[WORK REQUIRED] Your task is to give the number of lines below that contain "TracingLogger". Give no other text.
DATA SECTION: Begin
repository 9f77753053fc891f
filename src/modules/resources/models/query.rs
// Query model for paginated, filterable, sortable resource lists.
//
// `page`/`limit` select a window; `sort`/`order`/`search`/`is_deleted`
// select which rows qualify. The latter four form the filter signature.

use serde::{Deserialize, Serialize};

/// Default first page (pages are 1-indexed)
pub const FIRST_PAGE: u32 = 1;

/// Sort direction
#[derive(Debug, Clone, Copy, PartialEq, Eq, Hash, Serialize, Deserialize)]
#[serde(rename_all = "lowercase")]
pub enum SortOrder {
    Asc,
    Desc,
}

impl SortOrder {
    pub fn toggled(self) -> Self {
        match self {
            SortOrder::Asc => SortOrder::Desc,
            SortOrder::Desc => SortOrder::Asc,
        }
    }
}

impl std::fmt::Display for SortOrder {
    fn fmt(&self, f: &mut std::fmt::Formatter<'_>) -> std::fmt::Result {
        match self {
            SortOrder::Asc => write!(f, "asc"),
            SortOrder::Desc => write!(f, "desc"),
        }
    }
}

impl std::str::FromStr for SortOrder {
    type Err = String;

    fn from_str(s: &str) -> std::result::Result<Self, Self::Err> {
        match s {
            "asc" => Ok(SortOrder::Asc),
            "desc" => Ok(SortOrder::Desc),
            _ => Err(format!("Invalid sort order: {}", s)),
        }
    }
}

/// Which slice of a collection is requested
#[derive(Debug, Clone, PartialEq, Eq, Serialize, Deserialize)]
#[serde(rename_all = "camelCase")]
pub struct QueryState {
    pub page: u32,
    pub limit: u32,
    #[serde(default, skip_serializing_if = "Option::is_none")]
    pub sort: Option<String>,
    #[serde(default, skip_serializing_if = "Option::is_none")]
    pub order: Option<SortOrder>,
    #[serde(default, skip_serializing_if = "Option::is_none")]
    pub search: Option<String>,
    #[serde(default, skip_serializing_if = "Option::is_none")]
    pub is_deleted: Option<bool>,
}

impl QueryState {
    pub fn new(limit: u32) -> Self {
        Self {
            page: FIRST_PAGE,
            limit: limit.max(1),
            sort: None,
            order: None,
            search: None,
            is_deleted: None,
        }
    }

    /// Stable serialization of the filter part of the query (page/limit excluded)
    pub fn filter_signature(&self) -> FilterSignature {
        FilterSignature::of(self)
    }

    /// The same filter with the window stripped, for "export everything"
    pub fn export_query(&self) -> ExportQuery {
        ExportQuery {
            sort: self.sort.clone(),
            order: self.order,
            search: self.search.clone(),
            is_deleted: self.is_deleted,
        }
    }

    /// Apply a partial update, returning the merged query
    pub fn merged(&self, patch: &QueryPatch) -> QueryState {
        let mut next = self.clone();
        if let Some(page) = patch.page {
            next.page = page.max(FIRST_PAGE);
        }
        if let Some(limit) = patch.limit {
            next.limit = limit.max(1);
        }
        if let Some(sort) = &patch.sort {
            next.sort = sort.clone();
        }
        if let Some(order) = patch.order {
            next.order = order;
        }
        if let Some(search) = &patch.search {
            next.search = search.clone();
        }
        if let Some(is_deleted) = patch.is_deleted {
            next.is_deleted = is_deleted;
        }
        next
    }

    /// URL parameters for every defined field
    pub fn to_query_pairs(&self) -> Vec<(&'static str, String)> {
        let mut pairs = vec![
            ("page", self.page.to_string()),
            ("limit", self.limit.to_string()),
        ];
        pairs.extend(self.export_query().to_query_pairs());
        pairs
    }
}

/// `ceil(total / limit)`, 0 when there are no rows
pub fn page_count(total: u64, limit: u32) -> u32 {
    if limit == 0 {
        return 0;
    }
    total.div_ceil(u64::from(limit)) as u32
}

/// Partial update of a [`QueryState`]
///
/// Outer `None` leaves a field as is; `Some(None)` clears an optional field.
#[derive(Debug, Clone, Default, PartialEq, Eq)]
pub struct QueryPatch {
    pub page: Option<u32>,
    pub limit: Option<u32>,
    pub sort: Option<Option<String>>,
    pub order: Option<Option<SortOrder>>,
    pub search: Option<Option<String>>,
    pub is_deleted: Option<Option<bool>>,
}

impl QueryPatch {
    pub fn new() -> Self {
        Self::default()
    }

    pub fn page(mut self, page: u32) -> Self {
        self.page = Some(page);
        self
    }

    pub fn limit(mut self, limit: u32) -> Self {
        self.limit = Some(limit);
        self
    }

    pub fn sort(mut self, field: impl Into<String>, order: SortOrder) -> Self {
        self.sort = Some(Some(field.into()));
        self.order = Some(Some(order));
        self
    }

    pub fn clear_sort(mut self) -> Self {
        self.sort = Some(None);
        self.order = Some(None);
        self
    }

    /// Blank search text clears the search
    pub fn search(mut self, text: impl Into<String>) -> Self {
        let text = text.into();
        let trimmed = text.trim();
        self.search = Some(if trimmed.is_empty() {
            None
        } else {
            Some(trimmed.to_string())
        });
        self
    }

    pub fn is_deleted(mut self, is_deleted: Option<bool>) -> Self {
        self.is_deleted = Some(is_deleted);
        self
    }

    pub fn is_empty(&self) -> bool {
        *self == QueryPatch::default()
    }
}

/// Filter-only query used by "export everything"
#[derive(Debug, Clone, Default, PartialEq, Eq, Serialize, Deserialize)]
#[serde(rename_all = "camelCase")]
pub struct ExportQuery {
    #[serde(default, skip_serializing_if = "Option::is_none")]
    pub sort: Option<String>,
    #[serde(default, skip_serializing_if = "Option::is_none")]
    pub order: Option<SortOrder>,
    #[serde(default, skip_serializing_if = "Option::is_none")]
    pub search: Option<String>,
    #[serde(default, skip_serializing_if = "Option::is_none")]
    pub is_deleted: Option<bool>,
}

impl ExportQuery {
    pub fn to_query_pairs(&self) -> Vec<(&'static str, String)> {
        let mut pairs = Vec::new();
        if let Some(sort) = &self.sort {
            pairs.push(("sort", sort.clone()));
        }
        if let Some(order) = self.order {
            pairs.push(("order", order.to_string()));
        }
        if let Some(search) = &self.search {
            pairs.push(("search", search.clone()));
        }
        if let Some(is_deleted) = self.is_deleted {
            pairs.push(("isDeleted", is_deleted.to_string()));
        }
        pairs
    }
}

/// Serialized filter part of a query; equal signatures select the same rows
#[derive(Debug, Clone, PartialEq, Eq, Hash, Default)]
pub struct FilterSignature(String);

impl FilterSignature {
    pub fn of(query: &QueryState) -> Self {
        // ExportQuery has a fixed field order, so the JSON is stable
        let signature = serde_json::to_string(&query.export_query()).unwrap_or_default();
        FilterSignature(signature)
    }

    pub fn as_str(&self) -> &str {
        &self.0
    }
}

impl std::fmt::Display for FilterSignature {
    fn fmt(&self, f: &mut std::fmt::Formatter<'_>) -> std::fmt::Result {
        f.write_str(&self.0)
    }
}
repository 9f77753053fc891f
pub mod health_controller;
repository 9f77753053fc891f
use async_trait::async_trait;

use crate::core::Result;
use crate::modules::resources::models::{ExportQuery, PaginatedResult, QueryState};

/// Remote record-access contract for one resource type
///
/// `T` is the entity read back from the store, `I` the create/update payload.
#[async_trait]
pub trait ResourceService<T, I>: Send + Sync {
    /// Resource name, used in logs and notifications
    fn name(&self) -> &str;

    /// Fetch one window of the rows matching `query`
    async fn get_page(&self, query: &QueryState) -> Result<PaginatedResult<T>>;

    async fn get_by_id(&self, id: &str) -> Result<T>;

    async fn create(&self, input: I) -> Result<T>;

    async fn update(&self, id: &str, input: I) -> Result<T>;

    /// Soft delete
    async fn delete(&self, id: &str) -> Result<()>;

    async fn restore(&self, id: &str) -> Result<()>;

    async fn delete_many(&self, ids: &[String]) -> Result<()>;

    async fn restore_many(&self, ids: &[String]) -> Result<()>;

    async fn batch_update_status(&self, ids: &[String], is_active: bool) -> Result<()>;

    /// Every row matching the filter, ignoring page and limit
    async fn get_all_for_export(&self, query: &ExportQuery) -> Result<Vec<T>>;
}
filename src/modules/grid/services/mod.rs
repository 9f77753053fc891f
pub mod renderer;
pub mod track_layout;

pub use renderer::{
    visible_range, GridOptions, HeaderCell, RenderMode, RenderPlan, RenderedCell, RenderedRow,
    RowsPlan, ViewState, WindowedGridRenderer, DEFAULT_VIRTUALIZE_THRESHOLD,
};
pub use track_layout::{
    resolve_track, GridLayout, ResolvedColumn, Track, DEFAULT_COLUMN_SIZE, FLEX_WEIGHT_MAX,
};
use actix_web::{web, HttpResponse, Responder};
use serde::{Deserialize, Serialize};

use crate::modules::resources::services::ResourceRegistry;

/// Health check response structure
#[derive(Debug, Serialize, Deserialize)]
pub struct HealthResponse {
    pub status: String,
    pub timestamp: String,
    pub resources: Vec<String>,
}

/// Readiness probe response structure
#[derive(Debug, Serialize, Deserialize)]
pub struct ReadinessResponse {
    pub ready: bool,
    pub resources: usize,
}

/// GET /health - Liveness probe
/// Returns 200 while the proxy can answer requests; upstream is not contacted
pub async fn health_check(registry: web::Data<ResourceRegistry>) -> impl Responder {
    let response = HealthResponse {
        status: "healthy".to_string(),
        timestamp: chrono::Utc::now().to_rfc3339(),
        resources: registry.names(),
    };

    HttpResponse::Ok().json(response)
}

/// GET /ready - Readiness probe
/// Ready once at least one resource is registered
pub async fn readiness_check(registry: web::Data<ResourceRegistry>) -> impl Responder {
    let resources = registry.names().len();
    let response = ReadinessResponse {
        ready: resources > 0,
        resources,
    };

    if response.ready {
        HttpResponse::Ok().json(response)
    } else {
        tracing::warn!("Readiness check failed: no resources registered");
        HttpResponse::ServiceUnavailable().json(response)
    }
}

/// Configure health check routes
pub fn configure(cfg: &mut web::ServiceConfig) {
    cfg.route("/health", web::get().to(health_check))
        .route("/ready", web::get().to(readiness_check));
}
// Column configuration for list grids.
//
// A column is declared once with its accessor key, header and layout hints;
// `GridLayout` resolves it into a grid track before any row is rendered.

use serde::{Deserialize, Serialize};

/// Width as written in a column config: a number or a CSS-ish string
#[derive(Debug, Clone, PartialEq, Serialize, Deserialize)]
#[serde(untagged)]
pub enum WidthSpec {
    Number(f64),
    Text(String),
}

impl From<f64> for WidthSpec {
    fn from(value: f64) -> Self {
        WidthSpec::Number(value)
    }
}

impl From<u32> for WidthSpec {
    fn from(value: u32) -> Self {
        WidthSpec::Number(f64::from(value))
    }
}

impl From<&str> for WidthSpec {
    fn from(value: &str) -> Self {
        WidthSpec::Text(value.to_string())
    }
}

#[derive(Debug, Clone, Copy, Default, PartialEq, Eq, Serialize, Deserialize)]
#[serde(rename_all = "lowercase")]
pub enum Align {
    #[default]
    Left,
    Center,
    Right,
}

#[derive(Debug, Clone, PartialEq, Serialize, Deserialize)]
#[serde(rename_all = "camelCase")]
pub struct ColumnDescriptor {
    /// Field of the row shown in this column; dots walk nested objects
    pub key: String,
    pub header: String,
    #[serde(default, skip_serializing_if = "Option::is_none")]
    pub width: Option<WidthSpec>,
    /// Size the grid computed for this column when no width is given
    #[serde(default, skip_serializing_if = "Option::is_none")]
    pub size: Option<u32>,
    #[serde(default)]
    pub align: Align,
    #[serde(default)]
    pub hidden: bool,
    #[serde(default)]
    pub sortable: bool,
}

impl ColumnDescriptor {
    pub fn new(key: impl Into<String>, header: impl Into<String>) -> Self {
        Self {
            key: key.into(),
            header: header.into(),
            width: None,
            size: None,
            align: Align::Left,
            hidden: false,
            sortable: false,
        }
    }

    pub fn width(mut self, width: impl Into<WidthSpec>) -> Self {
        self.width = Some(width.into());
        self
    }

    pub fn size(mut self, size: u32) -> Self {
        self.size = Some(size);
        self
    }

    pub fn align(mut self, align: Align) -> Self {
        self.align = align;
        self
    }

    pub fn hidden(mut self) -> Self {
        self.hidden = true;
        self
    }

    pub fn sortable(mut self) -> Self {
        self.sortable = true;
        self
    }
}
DATA SECTION: End
DATA SECTION: Begin
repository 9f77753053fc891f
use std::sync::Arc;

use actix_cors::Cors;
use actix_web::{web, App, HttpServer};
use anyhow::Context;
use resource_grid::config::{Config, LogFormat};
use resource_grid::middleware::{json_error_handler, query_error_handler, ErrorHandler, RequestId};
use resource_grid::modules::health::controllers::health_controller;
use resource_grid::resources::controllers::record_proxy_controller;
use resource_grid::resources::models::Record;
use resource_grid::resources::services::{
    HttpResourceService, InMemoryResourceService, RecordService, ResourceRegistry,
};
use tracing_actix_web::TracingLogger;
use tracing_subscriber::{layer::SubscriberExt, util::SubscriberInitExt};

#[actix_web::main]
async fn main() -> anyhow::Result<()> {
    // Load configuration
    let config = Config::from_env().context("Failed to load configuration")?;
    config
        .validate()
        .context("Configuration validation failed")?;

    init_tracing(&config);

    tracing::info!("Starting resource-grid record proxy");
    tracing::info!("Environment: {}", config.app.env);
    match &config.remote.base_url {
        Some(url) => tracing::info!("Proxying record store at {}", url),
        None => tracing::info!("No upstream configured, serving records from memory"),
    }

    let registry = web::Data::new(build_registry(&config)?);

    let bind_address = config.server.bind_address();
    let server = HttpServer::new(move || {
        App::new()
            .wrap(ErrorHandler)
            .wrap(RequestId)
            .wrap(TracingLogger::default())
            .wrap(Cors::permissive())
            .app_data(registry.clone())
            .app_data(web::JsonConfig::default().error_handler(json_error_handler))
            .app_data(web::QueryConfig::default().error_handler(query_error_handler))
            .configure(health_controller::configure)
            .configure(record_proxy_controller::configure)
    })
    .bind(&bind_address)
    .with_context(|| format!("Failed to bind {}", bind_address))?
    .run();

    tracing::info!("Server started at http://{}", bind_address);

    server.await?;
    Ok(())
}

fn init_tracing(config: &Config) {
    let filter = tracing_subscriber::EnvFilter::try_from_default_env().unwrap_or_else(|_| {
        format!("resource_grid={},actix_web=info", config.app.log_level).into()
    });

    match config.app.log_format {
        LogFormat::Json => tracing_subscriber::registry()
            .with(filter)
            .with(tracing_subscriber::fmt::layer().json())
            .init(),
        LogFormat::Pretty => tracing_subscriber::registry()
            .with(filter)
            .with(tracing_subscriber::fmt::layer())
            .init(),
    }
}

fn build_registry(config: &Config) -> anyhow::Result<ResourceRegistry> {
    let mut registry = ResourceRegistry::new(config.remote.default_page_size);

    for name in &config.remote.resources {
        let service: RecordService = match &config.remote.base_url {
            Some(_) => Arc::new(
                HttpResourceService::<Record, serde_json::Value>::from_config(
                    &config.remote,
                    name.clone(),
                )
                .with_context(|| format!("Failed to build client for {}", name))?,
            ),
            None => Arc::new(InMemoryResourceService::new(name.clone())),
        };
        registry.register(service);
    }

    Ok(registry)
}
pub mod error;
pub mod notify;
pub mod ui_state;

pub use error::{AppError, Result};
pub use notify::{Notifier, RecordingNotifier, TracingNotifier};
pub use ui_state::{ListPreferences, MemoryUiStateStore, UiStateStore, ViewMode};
DATA SECTION: End
[RESULT OF THIS EXERCISE] 2